**Aim of the task**
Where in the records does the word "JsonOutput" appear? Copy each line that holds it.

**Extracted material**
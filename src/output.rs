//! Structured JSON output for scripting and piping.
//!
//! When `--json` is passed, the text report is replaced by a single JSON
//! document built from these structures.

use chrono::Local;
use humansize::{BINARY, format_size as format_binary};
use serde::Serialize;

use crate::{
    report::{Analysis, FileTypeSummary, FolderEntry},
    utils::format_size,
};

/// Top-level JSON output emitted when `--json` is active.
#[derive(Serialize, Debug)]
pub struct JsonOutput {
    /// Absolute or user-supplied path of the analyzed folder.
    pub root: String,

    /// Local time the document was produced, RFC 3339.
    pub generated_at: String,

    /// Threshold in bytes.
    pub threshold: u64,

    /// Threshold in binary units (e.g. `"5 MiB"`).
    pub threshold_formatted: String,

    /// Total size of the root subtree in bytes.
    pub total_size: u64,

    /// Total size in report format (e.g. `"12.00MB"`).
    pub total_size_formatted: String,

    /// Global per-extension summary in first-seen order.
    pub file_types: Vec<JsonTypeEntry>,

    /// Reported folder tree, `null` when nothing reached the threshold.
    pub tree: Option<JsonFolder>,

    /// Entries skipped because they could not be read.
    pub warnings: Vec<String>,
}

/// Per-extension count and size.
#[derive(Serialize, Debug)]
pub struct JsonTypeEntry {
    /// Extension including the dot, or `""`.
    pub extension: String,

    /// Number of files.
    pub count: usize,

    /// Combined size in bytes.
    pub size: u64,

    /// Combined size in report format.
    pub size_formatted: String,
}

/// One folder in the JSON tree.
#[derive(Serialize, Debug)]
pub struct JsonFolder {
    /// Sanitized display name.
    pub name: String,

    /// Full path.
    pub path: String,

    /// Depth below the root.
    pub depth: usize,

    /// Subtree size in bytes.
    pub size: u64,

    /// Subtree size in report format.
    pub size_formatted: String,

    /// Immediate large files grouped by extension.
    pub file_types: Vec<JsonTypeEntry>,

    /// Large subfolders.
    pub children: Vec<Self>,
}

impl JsonOutput {
    /// Build the JSON document for a finished analysis.
    #[must_use]
    pub fn from_analysis(analysis: &Analysis) -> Self {
        Self {
            root: analysis.root.display().to_string(),
            generated_at: Local::now().to_rfc3339(),
            threshold: analysis.threshold,
            threshold_formatted: format_binary(analysis.threshold, BINARY),
            total_size: analysis.total_size,
            total_size_formatted: format_size(analysis.total_size),
            file_types: type_entries(&analysis.summary),
            tree: analysis.tree.as_ref().map(JsonFolder::from_entry),
            warnings: analysis.warnings.clone(),
        }
    }
}

impl JsonFolder {
    /// Convert a [`FolderEntry`] and its children.
    #[must_use]
    pub fn from_entry(entry: &FolderEntry) -> Self {
        Self {
            name: entry.name.clone(),
            path: entry.path.display().to_string(),
            depth: entry.depth,
            size: entry.size,
            size_formatted: format_size(entry.size),
            file_types: type_entries(&entry.file_types),
            children: entry.children.iter().map(Self::from_entry).collect(),
        }
    }
}

fn type_entries(summary: &FileTypeSummary) -> Vec<JsonTypeEntry> {
    summary
        .iter()
        .map(|(ext, stats)| JsonTypeEntry {
            extension: ext.to_string(),
            count: stats.count,
            size: stats.size,
            size_formatted: format_size(stats.size),
        })
        .collect()
}
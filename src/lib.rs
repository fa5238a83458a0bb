//! # folder-sizer
//!
//! Recursively summarizes how much space a folder tree takes, grouped by file
//! type and indented by depth.
//!
//! Only files and folders at or above a size threshold (5 MiB by default) are
//! listed; smaller ones still count towards their parent's total. The result
//! is a text report headed by a global file-type summary, printed to stdout
//! and saved as `folder_analysis.txt` inside the analyzed folder.
//!
//! ```text
//! File Type Summary:
//!
//! - 2 x .bin (12.00MB)
//!
//! - folder -> root: 12.00MB
//!     * 1 x .bin (6.00MB)
//!
//!     * folder -> sub: 6.00MB
//!         ~ 1 x .bin (6.00MB)
//! ```

pub mod analyzer;
pub mod config;
pub mod output;
pub mod report;
pub mod utils;

pub use analyzer::Analyzer;
pub use config::{AnalysisOptions, ErrorPolicy, OutputOptions};
pub use report::{Analysis, FileTypeSummary, FolderEntry, TypeStats};
//! Utility functions and helpers.
//!
//! This module contains the size helpers shared by the analyzer, the report
//! renderer and the command-line layer.

pub mod size;

pub use size::{calculate_dir_size, format_size, parse_size};
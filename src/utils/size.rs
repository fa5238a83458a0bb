//! Size measurement, formatting and parsing utilities.
//!
//! This module measures directory trees on disk, renders byte counts in the
//! compact `12.34MB` style used by the report, and parses human-written size
//! strings such as `"5MiB"` for the threshold option.

use std::path::Path;

use anyhow::{Result, bail};
use walkdir::WalkDir;

use crate::config::ErrorPolicy;

/// Units used by [`format_size`], in increasing powers of 1024.
const UNITS: [&str; 5] = ["B", "KB", "MB", "GB", "TB"];

/// Calculate the total size of a directory and all its contents, in bytes.
///
/// Walks the whole subtree with `walkdir` and sums the length of every
/// regular file. Symbolic links are not followed and contribute nothing,
/// which also rules out link cycles.
///
/// Entries that cannot be read are handed to `policy`: with
/// [`ErrorPolicy::Skip`] they are recorded in `warnings` and ignored.
///
/// # Errors
///
/// With [`ErrorPolicy::Abort`], returns the first walk or metadata error.
pub fn calculate_dir_size(
    path: &Path,
    policy: ErrorPolicy,
    warnings: &mut Vec<String>,
) -> Result<u64> {
    let mut total = 0u64;

    for entry in WalkDir::new(path) {
        let entry = match entry {
            Ok(entry) => entry,
            Err(err) => {
                policy.handle(format!("Failed to walk: {err}"), warnings)?;
                continue;
            }
        };

        if !entry.file_type().is_file() {
            continue;
        }

        match entry.metadata() {
            Ok(metadata) => total += metadata.len(),
            Err(err) => policy.handle(
                format!("Failed to read size of {}: {err}", entry.path().display()),
                warnings,
            )?,
        }
    }

    Ok(total)
}

/// Format a byte count as `<value><unit>` with two decimals and no space.
///
/// The value is divided by 1024 until it drops below 1024, picking the unit
/// at that step. Anything that is still too large after `GB` is shown in
/// `TB`, however big.
///
/// # Examples
///
/// ```
/// # use folder_sizer::utils::format_size;
/// assert_eq!(format_size(0), "0.00B");
/// assert_eq!(format_size(1024), "1.00KB");
/// assert_eq!(format_size(5 * 1024 * 1024), "5.00MB");
/// ```
#[must_use]
#[allow(clippy::cast_precision_loss)]
pub fn format_size(bytes: u64) -> String {
    let mut size = bytes as f64;

    for unit in &UNITS[..UNITS.len() - 1] {
        if size < 1024.0 {
            return format!("{size:.2}{unit}");
        }
        size /= 1024.0;
    }

    format!("{size:.2}{}", UNITS[UNITS.len() - 1])
}

/// Parse a human-readable size string into bytes.
///
/// Accepts plain byte counts and decimal (`KB`, `MB`, `GB`, `TB`) or binary
/// (`KiB`, `MiB`, `GiB`, `TiB`) units, case-insensitively, with an optional
/// fractional part of up to nine digits (`"2.5MiB"`). Whitespace between
/// number and unit is allowed.
///
/// # Errors
///
/// Returns an error for a missing or malformed number, an unknown unit, too
/// many decimal places, or a value that does not fit in a `u64`.
pub fn parse_size(input: &str) -> Result<u64> {
    let trimmed = input.trim();
    let split = trimmed
        .find(|c: char| !(c.is_ascii_digit() || c == '.'))
        .unwrap_or(trimmed.len());
    let (number, unit) = trimmed.split_at(split);

    if number.is_empty() {
        bail!("Invalid size '{input}': expected a number");
    }

    let multiplier = unit_multiplier(unit.trim())?;
    let (whole, fraction) = number.split_once('.').unwrap_or((number, ""));

    if fraction.contains('.') || (whole.is_empty() && fraction.is_empty()) {
        bail!("Invalid size '{input}': malformed number");
    }
    if fraction.len() > 9 {
        bail!("Invalid size '{input}': too many decimal places");
    }

    let whole: u128 = if whole.is_empty() { 0 } else { whole.parse()? };
    let fraction_value: u128 = if fraction.is_empty() {
        0
    } else {
        fraction.parse()?
    };
    let scale = 10u128.pow(u32::try_from(fraction.len())?);

    let bytes = whole
        .checked_mul(multiplier)
        .and_then(|b| b.checked_add(fraction_value * multiplier / scale))
        .ok_or_else(|| anyhow::anyhow!("Size value overflow: {input}"))?;

    u64::try_from(bytes).map_err(|_| anyhow::anyhow!("Size value overflow: {input}"))
}

/// Map a unit suffix to its multiplier.
fn unit_multiplier(unit: &str) -> Result<u128> {
    let multiplier = match unit.to_ascii_uppercase().as_str() {
        "" | "B" => 1,
        "KB" => 1_000,
        "MB" => 1_000_000,
        "GB" => 1_000_000_000,
        "TB" => 1_000_000_000_000,
        "KIB" => 1 << 10,
        "MIB" => 1 << 20,
        "GIB" => 1 << 30,
        "TIB" => 1 << 40,
        _ => bail!("Unknown size unit '{unit}'"),
    };

    Ok(multiplier)
}
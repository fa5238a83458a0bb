//! Configuration types for the analyzer.
//!
//! Runtime options live in [`analysis`]; the persistent TOML config file is
//! handled by [`file`].

pub mod analysis;
pub mod file;

pub use analysis::{
    AnalysisOptions, DEFAULT_EXPORT_FILE_NAME, DEFAULT_THRESHOLD, ErrorPolicy, OutputOptions,
};
pub use file::FileConfig;
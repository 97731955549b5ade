//! Trust engine: per-package score state machine and admission control.
//!
//! Score transitions are totally ordered per package through a per-package
//! async lock. Store locks are internal to [`TrustStore`] and are never
//! held across a capability call; enforcement reads and writes the record
//! before and after talking to the OS, not during.

pub mod enforcement;
pub mod source;

use std::collections::HashMap;
use std::sync::{Arc, Mutex};

use chrono::{Duration as ChronoDuration, Utc};
use serde::Serialize;
use tokio::sync::Mutex as AsyncMutex;
use tracing::{debug, info, warn};

use crate::bus::EventBus;
use crate::caps::Capabilities;
use crate::error::CoreError;
use crate::store::TrustStore;
use crate::types::{
    AppStatus, AppTrustRecord, Event, EventKind, ViolationKind, ViolationRecord,
};

/// Default bonus granted by the daily tick.
pub const DAILY_GOOD_BEHAVIOR_BONUS: i32 = 2;

/// Outcome of install-time admission control.
#[derive(Debug, Clone, Copy, PartialEq, Eq)]
pub enum Admission {
    /// The package may run unrestricted.
    Admitted,
    /// The package was quarantined on sight.
    Quarantined,
}

/// Aggregate trust statistics for the control plane.
#[derive(Debug, Clone, Serialize)]
pub struct TrustStats {
    /// Known packages.
    pub total_apps: usize,
    /// Packages in the trusted band.
    pub trusted_apps: usize,
    /// Packages in the suspicious band.
    pub suspicious_apps: usize,
    /// Packages currently quarantined.
    pub quarantined_apps: usize,
    /// Ledger entries over its lifetime.
    pub total_violations: u64,
}

/// The per-package trust score state machine.
pub struct TrustEngine {
    store: Arc<TrustStore>,
    caps: Arc<dyn Capabilities>,
    bus: EventBus,
    package_locks: Mutex<HashMap<String, Arc<AsyncMutex<()>>>>,
}

impl TrustEngine {
    /// Wire the engine to its store, capability layer, and bus.
    pub fn new(store: Arc<TrustStore>, caps: Arc<dyn Capabilities>, bus: EventBus) -> Self {
        Self {
            store,
            caps,
            bus,
            package_locks: Mutex::new(HashMap::new()),
        }
    }

    /// Lazily create the record for a package.
    ///
    /// Classifies the install source on first observation and emits a
    /// `config_changed` event announcing the addition. Idempotent.
    ///
    /// # Errors
    ///
    /// Returns [`CoreError::Transport`] if the record cannot be persisted.
    pub async fn register(&self, package: &str) -> Result<AppTrustRecord, CoreError> {
        if let Some(existing) = self.store.get(package) {
            return Ok(existing);
        }

        let lock = self.package_lock(package);
        let _guard = lock.lock().await;
        // Another caller may have registered while we waited.
        if let Some(existing) = self.store.get(package) {
            return Ok(existing);
        }

        let source = source::classify(self.caps.as_ref(), package).await;
        let record = AppTrustRecord::new(package, source);
        self.store.put(record.clone())?;

        info!(
            package,
            source = source.as_str(),
            score = record.score,
            "package registered"
        );

        let mut event = Event::core(EventKind::ConfigChanged, package, "package_added", 2);
        event.data = serde_json::json!({ "source": source.as_str() });
        self.bus.publish(event).await;

        Ok(record)
    }

    /// Install-time admission control.
    ///
    /// Untrusted sources (sideload, adb, unknown) are quarantined on sight
    /// unless whitelisted.
    ///
    /// # Errors
    ///
    /// Returns an error if registration or persistence fails; enforcement
    /// failures are best-effort and do not fail admission.
    pub async fn on_install(&self, package: &str) -> Result<Admission, CoreError> {
        let record = self.register(package).await?;

        if !record.install_source.is_untrusted() || record.whitelisted {
            debug!(package, source = record.install_source.as_str(), "install admitted");
            return Ok(Admission::Admitted);
        }

        warn!(
            package,
            source = record.install_source.as_str(),
            "untrusted install, quarantining"
        );

        let lock = self.package_lock(package);
        let _guard = lock.lock().await;
        let mut record = self
            .store
            .get(package)
            .ok_or_else(|| CoreError::NotFound(format!("package {package}")))?;
        if self.enter_quarantine(&mut record, false).await {
            self.store.put(record)?;
            return Ok(Admission::Quarantined);
        }
        Ok(Admission::Admitted)
    }

    /// Record a violation: ledger append, score decrement, enforcement.
    ///
    /// Whitelisted and system packages are exempt; the observation is
    /// logged and nothing else happens. Otherwise the ledger entry and the
    /// score change commit in one store transaction, and enforcement is
    /// re-evaluated against the new score.
    ///
    /// # Errors
    ///
    /// Returns an error if the transaction cannot be committed. Capability
    /// failures during enforcement do not roll the ledger back.
    pub async fn record_violation(
        &self,
        package: &str,
        kind: ViolationKind,
        context: &str,
    ) -> Result<(), CoreError> {
        self.register(package).await?;

        let lock = self.package_lock(package);
        let _guard = lock.lock().await;
        let mut record = self
            .store
            .get(package)
            .ok_or_else(|| CoreError::NotFound(format!("package {package}")))?;

        if record.whitelisted || record.status == AppStatus::System {
            info!(
                package,
                kind = kind.as_str(),
                whitelisted = record.whitelisted,
                "violation ignored for exempt package"
            );
            return Ok(());
        }

        let penalty = kind.penalty();
        let old_score = record.score;
        record.score = (record.score + penalty).max(0);
        record.last_violation = Some(Utc::now());
        record.violation_count += 1;
        record.good_streak_days = 0;
        record.recompute_status();

        let violation = self
            .store
            .commit_violation(record.clone(), kind, context, false)?;

        warn!(
            package,
            kind = kind.as_str(),
            penalty,
            old_score,
            new_score = record.score,
            violation_id = violation.id,
            "violation recorded"
        );

        self.enforce(&mut record).await;
        self.store.put(record)?;
        Ok(())
    }

    /// Reward good behavior with a score bonus.
    ///
    /// System and whitelisted packages are not scored. Leaving the
    /// quarantined band triggers the inverse enforcement steps.
    ///
    /// # Errors
    ///
    /// Returns an error if persistence fails.
    pub async fn reward_good_behavior(&self, package: &str, bonus: i32) -> Result<(), CoreError> {
        let lock = self.package_lock(package);
        let _guard = lock.lock().await;
        let Some(mut record) = self.store.get(package) else {
            return Ok(());
        };

        if record.status == AppStatus::System || record.whitelisted {
            return Ok(());
        }

        let old_score = record.score;
        let old_status = record.status;
        record.score = (record.score + bonus).min(record.max_score);
        record.last_good_behavior = Utc::now();
        record.good_streak_days += 1;
        record.recompute_status();

        if old_status == AppStatus::Quarantined && record.status != AppStatus::Quarantined {
            self.release_quarantine(&mut record).await;
        }

        self.store.put(record.clone())?;

        if old_score != record.score {
            debug!(
                package,
                bonus,
                old_score,
                new_score = record.score,
                "good behavior rewarded"
            );
        }
        Ok(())
    }

    /// Daily sweep: reward every package with a clean last 24 hours.
    ///
    /// # Errors
    ///
    /// Returns the first persistence error; remaining packages are still
    /// visited on the next tick.
    pub async fn daily_tick(&self) -> Result<(), CoreError> {
        let now = Utc::now();
        let one_day = ChronoDuration::hours(24);
        let mut rewarded = 0usize;

        for record in self.store.all() {
            let clean = match record.last_violation {
                Some(last) => now - last >= one_day,
                None => true,
            };
            if clean {
                self.reward_good_behavior(&record.package, DAILY_GOOD_BEHAVIOR_BONUS)
                    .await?;
                rewarded += 1;
            }
        }

        info!(rewarded, "daily behavior check complete");
        Ok(())
    }

    /// Set or clear the whitelist flag.
    ///
    /// Whitelisting a quarantined package releases it.
    ///
    /// # Errors
    ///
    /// Returns an error if registration or persistence fails.
    pub async fn whitelist(&self, package: &str, on: bool) -> Result<(), CoreError> {
        self.register(package).await?;

        let lock = self.package_lock(package);
        let _guard = lock.lock().await;
        let mut record = self
            .store
            .get(package)
            .ok_or_else(|| CoreError::NotFound(format!("package {package}")))?;

        record.whitelisted = on;
        if on && record.quarantined {
            self.release_quarantine(&mut record).await;
        }
        self.store.put(record)?;

        info!(package, on, "whitelist updated");
        Ok(())
    }

    /// Record for one package, registering it on first sight.
    ///
    /// # Errors
    ///
    /// Returns an error if first-sight registration fails.
    pub async fn info(&self, package: &str) -> Result<AppTrustRecord, CoreError> {
        self.register(package).await
    }

    /// Snapshot of every record.
    pub fn all(&self) -> Vec<AppTrustRecord> {
        self.store.all()
    }

    /// Packages whose flag marks them quarantined.
    pub fn quarantined(&self) -> Vec<AppTrustRecord> {
        self.store
            .all()
            .into_iter()
            .filter(|r| r.quarantined)
            .collect()
    }

    /// Most recent violations, newest first.
    ///
    /// # Errors
    ///
    /// Returns an error if the ledger cannot be read.
    pub fn recent_violations(&self, count: usize) -> Result<Vec<ViolationRecord>, CoreError> {
        self.store.recent_violations(count)
    }

    /// Aggregate statistics.
    pub fn stats(&self) -> TrustStats {
        let all = self.store.all();
        TrustStats {
            total_apps: all.len(),
            trusted_apps: all.iter().filter(|r| r.status == AppStatus::Trusted).count(),
            suspicious_apps: all
                .iter()
                .filter(|r| r.status == AppStatus::Suspicious)
                .count(),
            quarantined_apps: all.iter().filter(|r| r.quarantined).count(),
            total_violations: self.store.violation_count(),
        }
    }

    /// Persist in-memory state; called once during shutdown.
    ///
    /// # Errors
    ///
    /// Returns an error if the checkpoint write fails.
    pub fn flush(&self) -> Result<(), CoreError> {
        self.store.flush()
    }

    /// One async lock per package, created on demand.
    fn package_lock(&self, package: &str) -> Arc<AsyncMutex<()>> {
        let mut locks = self
            .package_locks
            .lock()
            .unwrap_or_else(|poisoned| poisoned.into_inner());
        Arc::clone(
            locks
                .entry(package.to_owned())
                .or_insert_with(|| Arc::new(AsyncMutex::new(()))),
        )
    }
}
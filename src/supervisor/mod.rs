//! Service supervisor: spawns, probes, and restarts the worker services.
//!
//! The service table lives behind a plain mutex that is never held across
//! an await; every blocking step (settle sleep, grace period, liveness
//! probe) happens between short lock windows. Child processes are reaped
//! non-blockingly on the health tick, and unexpected exits consume the
//! per-service restart budget.

pub mod ipc;

use std::collections::HashMap;
use std::process::Stdio;
use std::sync::Mutex;
use std::time::{Duration, Instant};

use chrono::{DateTime, Utc};
use serde::Serialize;
use tokio::process::{Child, Command};
use tokio::sync::watch;
use tokio::task::JoinHandle;
use tracing::{debug, error, info, warn};

use crate::bus::EventBus;
use crate::config::TimingConfig;
use crate::error::CoreError;
use crate::types::{Event, EventKind, ServiceDescriptor, ServiceStatus};

use self::ipc::ServiceLinks;

/// Point-in-time view of one service for the control plane.
#[derive(Debug, Clone, Serialize)]
pub struct ServiceSnapshot {
    /// Service name.
    pub name: String,
    /// Current lifecycle state.
    pub status: ServiceStatus,
    /// Child pid while spawned.
    pub pid: Option<u32>,
    /// When the current incarnation was spawned.
    pub started_at: Option<DateTime<Utc>>,
    /// Restarts consumed in the current failure streak.
    pub restart_count: u32,
    /// Last successful liveness probe.
    pub last_heartbeat: Option<DateTime<Utc>>,
    /// Failure detail once the service is in `error`.
    pub error_message: Option<String>,
}

struct ServiceEntry {
    descriptor: ServiceDescriptor,
    status: ServiceStatus,
    pid: Option<u32>,
    child: Option<Child>,
    started_at: Option<DateTime<Utc>>,
    running_since: Option<Instant>,
    last_heartbeat: Option<DateTime<Utc>>,
    restart_count: u32,
    error_message: Option<String>,
    reader: Option<JoinHandle<()>>,
}

impl ServiceEntry {
    fn new(descriptor: ServiceDescriptor) -> Self {
        Self {
            descriptor,
            status: ServiceStatus::Unknown,
            pid: None,
            child: None,
            started_at: None,
            running_since: None,
            last_heartbeat: None,
            restart_count: 0,
            error_message: None,
            reader: None,
        }
    }

    fn snapshot(&self, name: &str) -> ServiceSnapshot {
        ServiceSnapshot {
            name: name.to_owned(),
            status: self.status,
            pid: self.pid,
            started_at: self.started_at,
            restart_count: self.restart_count,
            last_heartbeat: self.last_heartbeat,
            error_message: self.error_message.clone(),
        }
    }
}

/// Outcome of one spawn-and-settle attempt.
enum Settle {
    Running,
    Died(String),
}

/// What to do after a failure was noted against the budget.
enum FailureDecision {
    Retry(Duration),
    GiveUp,
}

/// Supervisor over the fixed, configured service set.
pub struct ServiceSupervisor {
    table: Mutex<HashMap<String, ServiceEntry>>,
    order: Vec<String>,
    links: ServiceLinks,
    bus: EventBus,
    spawn_settle: Duration,
    stop_grace: Duration,
    restart_reset: Duration,
    shutdown_rx: watch::Receiver<bool>,
}
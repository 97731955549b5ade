//! `claractl` — thin command-line client for the clarad control socket.
//!
//! Each subcommand opens the control socket, writes one request line,
//! reads one response line, prints it, and exits. Exit codes: `0` on
//! success, `1` when the daemon is unreachable, `2` when the daemon
//! reports an error.

use std::io::{BufRead, BufReader, Write};
use std::os::unix::net::UnixStream;
use std::process::ExitCode;
use std::time::Duration;

use clap::{Parser, Subcommand};

/// Default control socket path of the daemon.
const DEFAULT_SOCKET: &str = "/data/clara/orchestrator.sock";

/// Response read deadline.
const READ_TIMEOUT: Duration = Duration::from_secs(5);

#[derive(Parser)]
#[command(name = "claractl")]
#[command(about = "Control client for the CLARA core daemon")]
#[command(version)]
struct Cli {
    /// Path of the daemon control socket.
    #[arg(long, default_value = DEFAULT_SOCKET)]
    socket: String,

    #[command(subcommand)]
    command: Command,
}

#[derive(Subcommand)]
enum Command {
    /// Overall daemon status.
    Status,
    /// List supervised services.
    Services,
    /// Start a service.
    Start { service: String },
    /// Stop a service.
    Stop { service: String },
    /// Restart a service.
    Restart { service: String },
    /// Trigger a full scan.
    Scan,
    /// Recent threats.
    Threats,
    /// Blocked tracker statistics.
    Trackers,
    /// Lock an application.
    Lock { package: String },
    /// Unlock an application.
    Unlock { package: String },
    /// Hide root from an application.
    Hide { package: String },
    /// Stop hiding root from an application.
    Unhide { package: String },
    /// Trust record for a package.
    Trust { package: String },
    /// Whitelist a package on or off.
    Whitelist {
        package: String,
        /// `on` or `off`.
        state: String,
    },
    /// Packages currently in quarantine.
    Quarantined,
}

impl Command {
    /// The request line sent to the daemon.
    fn request_line(&self) -> String {
        match self {
            Self::Status => "status".to_owned(),
            Self::Services => "services".to_owned(),
            Self::Start { service } => format!("start {service}"),
            Self::Stop { service } => format!("stop {service}"),
            Self::Restart { service } => format!("restart {service}"),
            Self::Scan => "scan".to_owned(),
            Self::Threats => "threats".to_owned(),
            Self::Trackers => "trackers".to_owned(),
            Self::Lock { package } => format!("lock {package}"),
            Self::Unlock { package } => format!("unlock {package}"),
            Self::Hide { package } => format!("hide {package}"),
            Self::Unhide { package } => format!("unhide {package}"),
            Self::Trust { package } => format!("trust {package}"),
            Self::Whitelist { package, state } => format!("whitelist {package} {state}"),
            Self::Quarantined => "quarantined".to_owned(),
        }
    }
}

fn main() -> ExitCode {
    let cli = Cli::parse();

    let response = match send_command(&cli.socket, &cli.command.request_line()) {
        Ok(response) => response,
        Err(e) => {
            eprintln!("error: {e}");
            return ExitCode::from(1);
        }
    };

    println!("{response}");

    if server_reported_error(&response) {
        return ExitCode::from(2);
    }
    ExitCode::SUCCESS
}

/// One request/response exchange over the control socket.
fn send_command(socket: &str, line: &str) -> anyhow::Result<String> {
    let stream = UnixStream::connect(socket)
        .map_err(|e| anyhow::anyhow!("cannot connect to {socket}: {e} (is clarad running?)"))?;
    stream.set_read_timeout(Some(READ_TIMEOUT))?;

    let mut writer = stream.try_clone()?;
    writer.write_all(line.as_bytes())?;
    writer.write_all(b"\n")?;
    writer.flush()?;

    let mut response = String::new();
    BufReader::new(stream).read_line(&mut response)?;
    if response.is_empty() {
        anyhow::bail!("daemon closed the connection without a response");
    }
    Ok(response.trim_end().to_owned())
}

/// Whether the response carries a server-side error.
fn server_reported_error(response: &str) -> bool {
    let Ok(value) = serde_json::from_str::<serde_json::Value>(response) else {
        return false;
    };
    if value.get("error").is_some() {
        return true;
    }
    matches!(value.get("success"), Some(serde_json::Value::Bool(false)))
}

**Task answer**
pub struct JsonOutput {
impl JsonOutput {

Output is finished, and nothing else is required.